Perintah klasifikasi konten

Perintah berikut mengklasifikasikan email pelanggan berdasarkan permintaan dalam kontennya.


Classify the text as one of the following categories:
- increase credit limit
- cancel credit card
- charge dispute

Text: I lost my wallet yesterday so I need to cancel my credit card and get a new one. My card number is 1234.
Category:
  

cancel credit card
  

Jika permintaan dalam email tidak jelas, Anda mungkin perlu mengirimkannya ke layanan pelanggan untuk mendapatkan informasi selengkapnya. Untuk melakukannya, tambahkan kategori "layanan pelanggan" dan instruksikan model untuk menerapkan kategori ini ke pencilan yang memerlukan informasi lebih lanjut.


Classify the text as one of the following categories:
- increase credit limit
- cancel credit card
- charge dispute
If the text doesn't fit any categories, classify it as the following:
- customer service

Text: I want to remodel my bathroom. What are my options?
Category:
  

Customer service
  

Opsi lain untuk menangani email yang memerlukan lebih banyak informasi adalah dengan menyertakan contoh hal yang harus dilakukan dengan pencilan yang tidak sesuai dengan kategori lainnya.

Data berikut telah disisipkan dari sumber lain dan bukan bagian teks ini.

// SPDX-License-Identifier: BUSL-1.1
// Copyright (c) 2026 Alfred Jean LLC

//! Session identity, configuration, and detail snapshots.
//!
//! `SessionDetail` is the externally visible view of a session:
//! immutable `SessionConfig` captured at creation plus the mutable
//! `SessionOutput` bags (properties, plugin errors, plugin outputs).
//! Holders hand out owned snapshots of these types, never references
//! into their internal state.

use indexmap::IndexMap;
use serde::{Deserialize, Serialize};
use std::fmt;

/// Opaque, non-empty session identifier, unique for the lifetime of
/// the process plus any persisted snapshot.
#[derive(Debug, Clone, PartialEq, Eq, Hash, Serialize, Deserialize)]
#[serde(transparent)]
pub struct SessionId(String);

impl SessionId {
    pub fn new(id: impl Into<String>) -> Self {
        Self(id.into())
    }

    /// Fresh globally-unique identifier for a new session.
    pub fn generate() -> Self {
        Self(uuid::Uuid::new_v4().to_string())
    }

    pub fn as_str(&self) -> &str {
        &self.0
    }

    /// Leading characters of the id, for compact log lines.
    pub fn short(&self) -> &str {
        self.0.get(..8).unwrap_or(&self.0)
    }
}

impl fmt::Display for SessionId {
    fn fmt(&self, f: &mut fmt::Formatter<'_>) -> fmt::Result {
        f.write_str(&self.0)
    }
}

impl From<String> for SessionId {
    fn from(id: String) -> Self {
        Self(id)
    }
}

impl From<&str> for SessionId {
    fn from(id: &str) -> Self {
        Self(id.to_string())
    }
}

/// Well-known property set when a session is aborted while running.
pub const ABORTED_WHEN_RUNNING_KEY: &str = "session.aborted_when_running";

/// Persistence status recovered sessions are reset to.
pub const INITIAL_PERSISTENCE_STATUS: SessionPersistenceStatus =
    SessionPersistenceStatus::Starting;

/// Immutable configuration captured at session creation.
#[derive(Debug, Clone, PartialEq, Eq, Serialize, Deserialize)]
pub struct SessionConfig {
    pub id: SessionId,
    pub name: String,
    /// Initial property bag the session's mutable properties start from.
    #[serde(default)]
    pub initial_properties: IndexMap<String, String>,
}

impl SessionConfig {
    pub fn new(id: impl Into<SessionId>, name: impl Into<String>) -> Self {
        Self {
            id: id.into(),
            name: name.into(),
            initial_properties: IndexMap::new(),
        }
    }

    pub fn with_property(mut self, key: impl Into<String>, value: impl Into<String>) -> Self {
        self.initial_properties.insert(key.into(), value.into());
        self
    }
}

/// Coarse phase stored with every persisted snapshot.
#[derive(Debug, Clone, Copy, PartialEq, Eq, Serialize, Deserialize)]
#[serde(rename_all = "snake_case")]
pub enum SessionPersistenceStatus {
    Starting,
    Running,
    Finalizing,
}

impl fmt::Display for SessionPersistenceStatus {
    fn fmt(&self, f: &mut fmt::Formatter<'_>) -> fmt::Result {
        match self {
            SessionPersistenceStatus::Starting => write!(f, "starting"),
            SessionPersistenceStatus::Running => write!(f, "running"),
            SessionPersistenceStatus::Finalizing => write!(f, "finalizing"),
        }
    }
}

/// Error record appended by a plugin (or on a plugin's behalf).
#[derive(Debug, Clone, PartialEq, Eq, Serialize, Deserialize)]
pub struct SessionPluginError {
    pub plugin_label: String,
    pub message: String,
}

impl SessionPluginError {
    pub fn new(plugin_label: impl Into<String>, message: impl Into<String>) -> Self {
        Self {
            plugin_label: plugin_label.into(),
            message: message.into(),
        }
    }
}

/// Mutable session output: properties, plugin errors, plugin outputs.
#[derive(Debug, Clone, Default, PartialEq, Serialize, Deserialize)]
pub struct SessionOutput {
    #[serde(default)]
    pub properties: IndexMap<String, String>,
    #[serde(default)]
    pub plugin_errors: Vec<SessionPluginError>,
    /// Opaque structured value per plugin label.
    #[serde(default)]
    pub plugin_outputs: IndexMap<String, serde_json::Value>,
}

/// Externally visible session view: config plus output.
#[derive(Debug, Clone, PartialEq, Serialize, Deserialize)]
pub struct SessionDetail {
    pub config: SessionConfig,
    #[serde(default)]
    pub output: SessionOutput,
}

impl SessionDetail {
    pub fn new(config: SessionConfig) -> Self {
        Self {
            config,
            output: SessionOutput::default(),
        }
    }

    pub fn id(&self) -> &SessionId {
        &self.config.id
    }
}

#[cfg(test)]
#[path = "session_tests.rs"]
mod tests;
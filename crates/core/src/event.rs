// SPDX-License-Identifier: BUSL-1.1
// Copyright (c) 2026 Alfred Jean LLC

//! Session lifecycle events and notifications.
//!
//! Lifecycle events are dispatched to plugins in a fixed order:
//! `SessionStartingEvent`, then `SessionStartedEvent`, then
//! `SessionEndedEvent`. `SessionStartedEvent` fires at most once per
//! session and never if the session was aborted before starting.

use crate::session::SessionId;
use serde::{Deserialize, Serialize};

/// Fired after plugins are loaded, before jobs start.
#[derive(Debug, Clone, PartialEq, Eq, Serialize, Deserialize)]
pub struct SessionStartingEvent {
    pub session_id: SessionId,
}

/// Fired once the session's jobs have been handed to the job runner.
#[derive(Debug, Clone, PartialEq, Eq, Serialize, Deserialize)]
pub struct SessionStartedEvent {
    pub session_id: SessionId,
}

/// Fired when the session ends, normally or with an error.
#[derive(Debug, Clone, PartialEq, Eq, Serialize, Deserialize)]
pub struct SessionEndedEvent {
    pub session_id: SessionId,
    /// Error captured from the job runner, if any.
    #[serde(default, skip_serializing_if = "Option::is_none")]
    pub error: Option<String>,
}

/// Arbitrary user notification routed to plugin subscribers.
///
/// Notifications received before the session is running are cached and
/// delivered in arrival order before `SessionStartingEvent`.
#[derive(Debug, Clone, PartialEq, Serialize, Deserialize)]
pub struct SessionNotification {
    pub session_id: SessionId,
    pub message: String,
    #[serde(default, skip_serializing_if = "serde_json::Value::is_null")]
    pub payload: serde_json::Value,
}

impl SessionNotification {
    pub fn new(session_id: impl Into<SessionId>, message: impl Into<String>) -> Self {
        Self {
            session_id: session_id.into(),
            message: message.into(),
            payload: serde_json::Value::Null,
        }
    }
}
// SPDX-License-Identifier: BUSL-1.1
// Copyright (c) 2026 Alfred Jean LLC

//! Character-level tokeniser.

use thiserror::Error;

/// Errors from [`tokenize`].
#[derive(Debug, Clone, PartialEq, Eq, Error)]
pub enum TokenizeError {
    #[error("unterminated {quote} quote opened at column {column}")]
    UnterminatedQuote {
        /// "single" or "double"
        quote: &'static str,
        /// 0-based byte column of the opening quote.
        column: usize,
    },
}

#[derive(Debug, Clone, Copy, PartialEq, Eq)]
enum Mode {
    Unquoted,
    Single { start: usize },
    Double { start: usize },
}

/// Split `line` into tokens.
///
/// An empty quoted string (`''` or `""`) yields an empty token;
/// whitespace runs outside quotes yield no tokens at all.
pub fn tokenize(line: &str) -> Result<Vec<String>, TokenizeError> {
    let mut tokens = Vec::new();
    let mut current = String::new();
    let mut in_token = false;
    let mut mode = Mode::Unquoted;
    let mut chars = line.char_indices().peekable();

    while let Some((i, c)) = chars.next() {
        match mode {
            Mode::Unquoted => match c {
                '\'' => {
                    in_token = true;
                    mode = Mode::Single { start: i };
                }
                '"' => {
                    in_token = true;
                    mode = Mode::Double { start: i };
                }
                '\\' => {
                    in_token = true;
                    match chars.next() {
                        Some((_, escaped)) => current.push(escaped),
                        // Dangling backslash at end of line is literal.
                        None => current.push('\\'),
                    }
                }
                c if c.is_whitespace() => {
                    if in_token {
                        tokens.push(std::mem::take(&mut current));
                        in_token = false;
                    }
                }
                c => {
                    in_token = true;
                    current.push(c);
                }
            },
            Mode::Single { .. } => match c {
                '\'' => mode = Mode::Unquoted,
                c => current.push(c),
            },
            Mode::Double { .. } => match c {
                '"' => mode = Mode::Unquoted,
                '\\' => match chars.peek().map(|&(_, next)| next) {
                    // Only `\"` and `\\` are escapes inside double quotes.
                    Some(next @ ('"' | '\\')) => {
                        current.push(next);
                        chars.next();
                    }
                    _ => current.push('\\'),
                },
                c => current.push(c),
            },
        }
    }

    match mode {
        Mode::Single { start } => Err(TokenizeError::UnterminatedQuote {
            quote: "single",
            column: start,
        }),
        Mode::Double { start } => Err(TokenizeError::UnterminatedQuote {
            quote: "double",
            column: start,
        }),
        Mode::Unquoted => {
            if in_token {
                tokens.push(current);
            }
            Ok(tokens)
        }
    }
}

#[cfg(test)]
#[path = "tokenize_tests.rs"]
mod tests;
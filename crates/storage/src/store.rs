// SPDX-License-Identifier: BUSL-1.1
// Copyright (c) 2026 Alfred Jean LLC

//! One-snapshot-per-session store.
//!
//! Each session persists as a single JSON record under the sessions
//! directory, rewritten in full on every observable change. Writes go
//! to a `.tmp` sibling and are renamed into place, so readers never see
//! a partial record and the newest write wins. Recovery enumerates the
//! directory; a record that fails to decode is moved aside to `.bak`
//! and skipped, never fatal.

use ats_core::{JobId, SessionDetail, SessionId, SessionPersistenceStatus};
use chrono::{DateTime, Utc};
use serde::{Deserialize, Serialize};
use std::fs::{self, File};
use std::io::{BufReader, BufWriter};
use std::path::{Path, PathBuf};
use thiserror::Error;
use tracing::warn;

/// Errors that can occur in session store operations
#[derive(Debug, Error)]
pub enum StoreError {
    #[error("IO error: {0}")]
    Io(#[from] std::io::Error),
    #[error("Serialization error: {0}")]
    Json(#[from] serde_json::Error),
}

/// Point-in-time record persisted for one session.
#[derive(Debug, Clone, PartialEq, Serialize, Deserialize)]
pub struct PersistedSession {
    pub detail: SessionDetail,
    pub status: SessionPersistenceStatus,
    /// Ids of the jobs attached to the session, in attach order.
    pub job_ids: Vec<JobId>,
    pub saved_at: DateTime<Utc>,
}

impl PersistedSession {
    pub fn new(
        detail: SessionDetail,
        status: SessionPersistenceStatus,
        job_ids: Vec<JobId>,
    ) -> Self {
        Self {
            detail,
            status,
            job_ids,
            saved_at: Utc::now(),
        }
    }

    pub fn session_id(&self) -> &SessionId {
        self.detail.id()
    }
}

/// Adapter seam the session holder persists through.
///
/// Idempotent keyed by session id; the newest write wins.
pub trait SessionPersister: Send + Sync {
    fn persist(&self, record: &PersistedSession) -> Result<(), StoreError>;
}

/// Directory-backed session store.
#[derive(Debug, Clone)]
pub struct SessionStore {
    dir: PathBuf,
}

impl SessionStore {
    pub fn new(dir: impl Into<PathBuf>) -> Self {
        Self { dir: dir.into() }
    }

    pub fn dir(&self) -> &Path {
        &self.dir
    }

    /// Save a record atomically (write to `.tmp`, then rename).
    pub fn save(&self, record: &PersistedSession) -> Result<(), StoreError> {
        fs::create_dir_all(&self.dir)?;

        let path = self.path_for(record.session_id());
        let tmp_path = path.with_extension("tmp");

        {
            let file = File::create(&tmp_path)?;
            let mut writer = BufWriter::new(file);
            serde_json::to_writer(&mut writer, record)?;
            let file = writer.into_inner().map_err(|e| e.into_error())?;
            file.sync_all()?;
        }

        fs::rename(&tmp_path, &path)?;
        Ok(())
    }

    /// Load one session's record if present.
    ///
    /// Returns `Ok(None)` for a missing or corrupt record; corrupt
    /// files are moved to `.bak` so recovery can proceed.
    pub fn load(&self, id: &SessionId) -> Result<Option<PersistedSession>, StoreError> {
        self.load_path(&self.path_for(id))
    }

    /// Enumerate every recoverable session record.
    pub fn load_all(&self) -> Result<Vec<PersistedSession>, StoreError> {
        let mut records = Vec::new();
        let entries = match fs::read_dir(&self.dir) {
            Ok(entries) => entries,
            Err(e) if e.kind() == std::io::ErrorKind::NotFound => return Ok(records),
            Err(e) => return Err(e.into()),
        };

        let mut paths: Vec<PathBuf> = entries
            .filter_map(|entry| entry.ok().map(|e| e.path()))
            .filter(|p| p.extension().is_some_and(|ext| ext == "json"))
            .collect();
        paths.sort();

        for path in paths {
            if let Some(record) = self.load_path(&path)? {
                records.push(record);
            }
        }
        Ok(records)
    }

    /// Delete a session's record. Missing records are fine.
    pub fn remove(&self, id: &SessionId) -> Result<(), StoreError> {
        match fs::remove_file(self.path_for(id)) {
            Ok(()) => Ok(()),
            Err(e) if e.kind() == std::io::ErrorKind::NotFound => Ok(()),
            Err(e) => Err(e.into()),
        }
    }

    fn load_path(&self, path: &Path) -> Result<Option<PersistedSession>, StoreError> {
        let file = match File::open(path) {
            Ok(file) => file,
            Err(e) if e.kind() == std::io::ErrorKind::NotFound => return Ok(None),
            Err(e) => return Err(e.into()),
        };

        match serde_json::from_reader(BufReader::new(file)) {
            Ok(record) => Ok(Some(record)),
            Err(e) => {
                let bak_path = path.with_extension("bak");
                warn!(
                    error = %e,
                    path = %path.display(),
                    bak = %bak_path.display(),
                    "Corrupt session record, moving to .bak and skipping",
                );
                fs::rename(path, &bak_path)?;
                Ok(None)
            }
        }
    }

    fn path_for(&self, id: &SessionId) -> PathBuf {
        self.dir.join(format!("{}.json", file_stem(id.as_str())))
    }
}

impl SessionPersister for SessionStore {
    fn persist(&self, record: &PersistedSession) -> Result<(), StoreError> {
        self.save(record)
    }
}

/// Map an opaque session id to a filesystem-safe file stem.
fn file_stem(id: &str) -> String {
    id.chars()
        .map(|c| {
            if c.is_ascii_alphanumeric() || c == '-' || c == '_' || c == '.' {
                c
            } else {
                '_'
            }
        })
        .collect()
}

#[cfg(test)]
#[path = "store_tests.rs"]
mod tests;
// SPDX-License-Identifier: BUSL-1.1
// Copyright (c) 2026 Alfred Jean LLC

// Allow panic!/unwrap/expect in test code
#![cfg_attr(test, allow(clippy::panic))]
#![cfg_attr(test, allow(clippy::unwrap_used))]
#![cfg_attr(test, allow(clippy::expect_used))]

//! Session snapshot persistence for crash recovery.

mod store;

pub use store::{PersistedSession, SessionPersister, SessionStore, StoreError};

Classify the text as one of the following categories:
- increase credit limit
- cancel credit card
- charge dispute
- customer service

Text: I need to buy a car.
Category: customer service
Text: But I was in Chicago.
Category: customer service
Text: Where are my papers?
Category: customer service

Text: I want to remodel my bathroom.
Category:
  

customer service
  

Perintah klasifikasi film

Perintah berikut mengklasifikasikan film yang sebaiknya Anda tonton bersamanya.


Classify the following movie as one of the following categories:
- watch alone
- watch with friends
- watch with family
- watch on a date

Text: The Goonies
Category:
  

Watch with friends
  

Anda mungkin perlu menentukan kategori Anda sendiri. Misalnya, Anda memiliki hotel hewan peliharaan bernama Remi Inn yang menayangkan film tentang hewan peliharaan. Kriteria pemilihan film dapat berupa:

  • Karakter utama harus hewan.
  • Filmnya harus menggembirakan.
  • Film tidak boleh berupa kartun.

Perintah berikut mengklasifikasikan film yang cocok dengan tiga kriteria tersebut sebagai Remi-tastic dan yang lainnya sebagai Bark-fest.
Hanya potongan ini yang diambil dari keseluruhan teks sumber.